The resolutions at the three-day national convention starting on Friday will be voted upon by the delegates, and if accepted, will become the party’s policy
Condemnation of the Indian government over last year’s farm deregulation laws that have sparked protests, as well as the 2019 revocation of Jammu and Kashmir’s semiautonomous status are among the resolutions that feature on the agenda of the Canada-based New Democratic Party’s (NDP) national convention starting on Friday.
The resolutions at the three-day affair will be voted upon by the delegates, and if accepted, will become the party’s policy.
The resolution for “International solidarity with Indian farmers” was moved by members of the party from Brampton East.
The NDP is led by Jagmeet Singh, who was denied a visa by the Indian government in December 2013. At that time, he was a member of the provincial parliament (MPP) in Ontario, making him perhaps the first-ever sitting member of a Western legislature to have been barred from travelling to India.
Later, in March 2018, he was forced to disavow all “acts of terrorism” even as he was in the eye of a storm over his appearance at a 2015 event in San Francisco, during which he spoke at a platform in the backdrop of a poster of Jarnail Singh Bhindranwale, considered in India as the person who gave the Khalistan movement a violent spin in the 1980s.
While he contested elections in 2019 to the House of Commons from Burnaby South in British Columbia, the town of Brampton, in the Greater Toronto Area (GTA), is Singh’s home base and his brother Gurratan Singh is an Ontario MPP from the region.
The resolution calls for “the federal government to condemn India’s actions and take a firm stand in standing up for farmers and the human rights abuses being carried out by the Indian government” and demands “international accountability to protect the rights of farmers to peacefully protest without duress”.
Also, two resolutions on Jammu and Kashmir feature in the section “Redefining Canada’s place in the world”.
One expresses solidarity with the people of the region who the resolution claims have been “denied their right to self-determination” by both India and Pakistan. The second one claims the revocation of Article 370 has led to “renewing the dispute over Kashmir with Pakistan and China that resulted in heightened diplomatic, military and civil unrest, including widespread human rights abuses, in the area”.

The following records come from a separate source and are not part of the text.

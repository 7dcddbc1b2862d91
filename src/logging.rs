// Copyright (c) 2025 ADBC Drivers Contributors
//
// Licensed under the Apache License, Version 2.0 (the "License");
// you may not use this file except in compliance with the License.
// You may obtain a copy of the License at
//
//     http://www.apache.org/licenses/LICENSE-2.0
//
// Unless required by applicable law or agreed to in writing, software
// distributed under the License is distributed on an "AS IS" BASIS,
// WITHOUT WARRANTIES OR CONDITIONS OF ANY KIND, either express or implied.
// See the License for the specific language governing permissions and
// limitations under the License.

//! Logging configuration for the Trino client.
//!
//! Installs a `tracing-subscriber` writing to a file or stderr.
//!
//! ## Configuration priority
//!
//! 1. [`LogConfig::level`] / [`LogConfig::file`] on the connection config (highest)
//! 2. `RUST_LOG` environment variable
//! 3. Default: `trino_client=warn`
//!
//! Applications that install their own subscriber should leave `level`
//! unset and skip `RUST_LOG`; the first installed subscriber wins.
//!
//! ```bash
//! RUST_LOG=trino_client=debug ./my_app
//! ```

use std::sync::{Mutex, OnceLock};
use tracing_subscriber::fmt::{self, time::SystemTime, writer::BoxMakeWriter};
use tracing_subscriber::{layer::SubscriberExt, util::SubscriberInitExt, EnvFilter};

static LOGGING_INITIALIZED: OnceLock<()> = OnceLock::new();

/// Logging configuration carried by [`crate::Config`].
#[derive(Debug, Clone, Default, PartialEq)]
pub struct LogConfig {
    /// Log level: "OFF", "ERROR", "WARN", "INFO", "DEBUG", "TRACE".
    pub level: Option<String>,
    /// Log file path. If unset, logs go to stderr.
    pub file: Option<String>,
}

/// Filter for `config`, or `None` when logging is switched off.
fn crate_filter(config: &LogConfig) -> Option<EnvFilter> {
    match config.level.as_deref() {
        Some(level) if level.eq_ignore_ascii_case("off") => None,
        Some(level) => Some(EnvFilter::new(format!(
            "trino_client={}",
            level.to_lowercase()
        ))),
        None => Some(
            EnvFilter::try_from_default_env()
                .unwrap_or_else(|_| EnvFilter::new("trino_client=warn")),
        ),
    }
}

/// Initialize the tracing subscriber.
///
/// Runs at most once per process; the first `Connection::new` configures
/// logging and later calls are no-ops.
pub(crate) fn init_logging(config: &LogConfig) {
    LOGGING_INITIALIZED.get_or_init(|| {
        let Some(filter) = crate_filter(config) else {
            return;
        };
        let (writer, ansi) = match config.file.as_deref() {
            Some(path) => match std::fs::OpenOptions::new()
                .create(true)
                .append(true)
                .open(path)
            {
                Ok(file) => (BoxMakeWriter::new(Mutex::new(file)), false),
                Err(e) => {
                    eprintln!("trino-client: failed to open log file {}: {}", path, e);
                    return;
                }
            },
            None => (BoxMakeWriter::new(std::io::stderr), true),
        };

        tracing_subscriber::registry()
            .with(filter)
            .with(
                fmt::layer()
                    .with_writer(writer)
                    .with_target(false)
                    .with_ansi(ansi)
                    .with_timer(SystemTime),
            )
            .try_init()
            .ok();
    });
}

#[cfg(test)]
mod tests {
    use super::*;

    #[test]
    fn test_off_disables_logging_in_any_case() {
        for level in ["off", "OFF", "Off"] {
            let config = LogConfig {
                level: Some(level.to_string()),
                file: None,
            };
            assert!(crate_filter(&config).is_none());
        }
    }

    #[test]
    fn test_explicit_level_builds_crate_filter() {
        let config = LogConfig {
            level: Some("DEBUG".to_string()),
            file: Some("/tmp/trino-client-test.log".to_string()),
        };
        let filter = crate_filter(&config).unwrap();
        assert_eq!(filter.to_string(), "trino_client=debug");
    }

    #[test]
    fn test_default_config_still_logs() {
        assert!(crate_filter(&LogConfig::default()).is_some());
    }
}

Many of the resolutions to be considered by the party have already come in for sharp criticism for being impractical. Among them are the phasing out of the Canadian Armed Forces; defunding, disarming and disbanding police forces in the country including the Royal Canadian Mounted Police; Canada’s withdrawal from NATO; abolishing billionaires; and nationalising the auto industry, big banks and insurance companies.
Without referring to the India-specific resolutions, columnist Terry Glavin wrote in the daily Ottawa Citizen on Wednesday that to read through the resolutions in the chapter on “Redefining Canada’s place in the world”, was to be “left with the impression, if you’re a reasonably literate observer of the world, that these people have lost their damn minds”.
On Monday, columnist John Ivison wrote in the daily National Post that “the sheer number of impractical and preposterous ideas suggests not so much an irrational fringe, as an institution that is in danger of being taken over by its moonstruck inmates”.